The new fee structure was approved in December 2019, and under the new fee structure, rideshare operators will pay a $2.80 pick-up and drop-off fee for non-zero emission vehicles at the PHX Sky Train Station. Zero-emission vehicles will pay a $2.40 pick-up and drop-off fee instead for pick-ups and drop-offs at the Sky Train Station.
For pick-ups and drop-offs at the terminal curb, a $4 fee will be imposed, which will increase to $4.25 in 2021, $4.50 in 2022, $4.75 in 2023, and to $5 in 2024. Starting in 2025, the rate will increase by either the inflation rate of 3%, whichever is greater.
Currently, there is a fee of $2.66 that is only applied towards pick-ups.
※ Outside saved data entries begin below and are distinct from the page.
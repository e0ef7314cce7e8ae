//! WebSocket upgrade handshake, RFC 6455 §4.

use base64::prelude::*;
use http::{Method, StatusCode};
use sha1::{Digest as _, Sha1};
use url::Url;

use crate::error::{Error, WsError};
use crate::protocol::Protocol;
use crate::request::Request;
use crate::response::Response;

const WS_GUID: &[u8] = b"258EAFA5-E914-47DA-95CA-C5AB0DC85B11";

/// Client side of the WebSocket opening handshake.
///
/// One instance per connection attempt: the nonce is drawn at
/// construction and reused across redirection hops.
#[derive(Debug, Clone)]
pub struct WebSocket {
    nonce: [u8; 16],
    subprotocols: Vec<String>,
}

impl WebSocket {
    /// Handshake with a random 16-byte nonce (RFC 6455 §4.1).
    pub fn new() -> WebSocket {
        WebSocket {
            nonce: rand::random(),
            subprotocols: Vec::new(),
        }
    }

    /// Handshake with a caller-provided nonce.
    pub fn with_nonce(nonce: [u8; 16]) -> WebSocket {
        WebSocket {
            nonce,
            subprotocols: Vec::new(),
        }
    }

    /// Advertise subprotocols in preference order.
    pub fn subprotocols<I, S>(mut self, subprotocols: I) -> WebSocket
    where
        I: IntoIterator<Item = S>,
        S: Into<String>,
    {
        self.subprotocols = subprotocols.into_iter().map(Into::into).collect();
        self
    }

    /// The `Sec-WebSocket-Key` value for this handshake.
    pub fn key(&self) -> String {
        BASE64_STANDARD.encode(self.nonce)
    }
}

impl Default for WebSocket {
    fn default() -> Self {
        WebSocket::new()
    }
}

/// The `Sec-WebSocket-Accept` value a server must answer for `key`:
/// `base64(sha1(key ++ GUID))`.
pub fn accept_key(key: &str) -> String {
    let mut hasher = Sha1::new();
    hasher.update(key.as_bytes());
    hasher.update(WS_GUID);
    BASE64_STANDARD.encode(hasher.finalize())
}

impl Protocol for WebSocket {
    fn validate_target(&self, url: &Url) -> Result<(), Error> {
        match url.scheme() {
            "ws" | "wss" => Ok(()),
            _ => Err(WsError::InvalidScheme.into()),
        }
    }

    fn prepare_request(&self, req: &mut Request) {
        req.method = Method::GET;
        req.header.append("Connection", "Upgrade");
        req.header.append("Upgrade", "websocket");
        req.header.append("Sec-WebSocket-Version", "13");
        req.header.append("Sec-WebSocket-Key", self.key());
        if !self.subprotocols.is_empty() {
            req.header
                .append("Sec-WebSocket-Protocol", self.subprotocols.join(" "));
        }
    }

    fn validate_response(&self, resp: &Response) -> Result<(), Error> {
        debug_assert_eq!(resp.status, StatusCode::SWITCHING_PROTOCOLS);

        let accept = resp
            .header
            .find("Sec-WebSocket-Accept")
            .ok_or(WsError::MissingAccept)?;

        if accept != accept_key(&self.key()) {
            log::trace!(
                target: "gannet::client",
                "websocket accept mismatch: expected {:?} received {:?}",
                accept_key(&self.key()),
                accept,
            );
            return Err(WsError::AcceptMismatch.into());
        }

        Ok(())
    }
}

#[cfg(test)]
mod tests {
    use crate::header::HeaderSet;
    use crate::response::ResponseInternal;

    use super::*;

    fn response_with_accept(accept: Option<&str>) -> Response {
        let mut header = HeaderSet::new();
        header.append("Upgrade", "websocket");
        header.append("Connection", "Upgrade");
        if let Some(accept) = accept {
            header.append("Sec-WebSocket-Accept", accept);
        }
        Response {
            version: http::Version::HTTP_11,
            status: StatusCode::SWITCHING_PROTOCOLS,
            reason: "Switching Protocols".into(),
            header,
            body: bytes::Bytes::new(),
            internal: ResponseInternal::default(),
        }
    }

    #[test]
    fn accept_key_matches_rfc_6455_example() {
        // RFC 6455 §1.3
        assert_eq!(
            accept_key("dGhlIHNhbXBsZSBub25jZQ=="),
            "s3pPLMBiTxaQ9kYGzzhZRbK+xOo="
        );
    }

    #[test]
    fn prepare_request_appends_handshake_fields_in_order() {
        let ws = WebSocket::new().subprotocols(["chat", "superchat"]);
        let mut req = Request::new(Method::POST, "/chat");
        ws.prepare_request(&mut req);

        assert_eq!(req.method, Method::GET);
        let fields: Vec<_> = req.header.iter().collect();
        assert_eq!(fields[0], ("Connection", "Upgrade"));
        assert_eq!(fields[1], ("Upgrade", "websocket"));
        assert_eq!(fields[2], ("Sec-WebSocket-Version", "13"));
        assert_eq!(fields[3].0, "Sec-WebSocket-Key");
        assert_eq!(fields[3].1, ws.key());
        assert_eq!(fields[4], ("Sec-WebSocket-Protocol", "chat superchat"));
    }

    #[test]
    fn validates_matching_accept() {
        let ws = WebSocket::new();
        let resp = response_with_accept(Some(&accept_key(&ws.key())));
        assert!(ws.validate_response(&resp).is_ok());
    }

    #[test]
    fn rejects_missing_or_mismatched_accept() {
        let ws = WebSocket::new();

        let resp = response_with_accept(None);
        assert!(matches!(
            ws.validate_response(&resp),
            Err(Error::WebSocket(WsError::MissingAccept))
        ));

        let resp = response_with_accept(Some("bm90IHRoZSByaWdodCBrZXk="));
        assert!(matches!(
            ws.validate_response(&resp),
            Err(Error::WebSocket(WsError::AcceptMismatch))
        ));
    }

    #[test]
    fn rejects_non_websocket_schemes() {
        let ws = WebSocket::new();
        let url = Url::parse("http://example.com/chat").unwrap();
        assert!(matches!(
            ws.validate_target(&url),
            Err(Error::WebSocket(WsError::InvalidScheme))
        ));

        let url = Url::parse("wss://example.com/chat").unwrap();
        assert!(ws.validate_target(&url).is_ok());
    }
}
Brnovich has asserted that the new city ordinance "very likely" violates a provision in the state constitution that was approved by voters in 2018 as Proposition 126. In response, city officials say Proposition 126 does not prevent communities "from conditioning access to the property on the payment of such fees".
City of Phoenix Communications Director, Julie Waters, said the city continues to stand by its ordinance and legal position, but the city voluntarily agreed to delay the effective day of the frees until after the State Supreme Court makes its decision.
Earlier on Wednesday, Uber announced that it will stop all services to Phoenix Sky Harbor Airport at the end of January, if the increased rideshare fees go into effect.
The news came in a letter to the City of Phoenix's Director of the Aviation Department.
Lyft has also threatened to stop services to the airport but has yet to announce a date.
Attorney General Brnovich said oral arguments for the rideshare fee structure lawsuit is scheduled for the afternoon of March 26.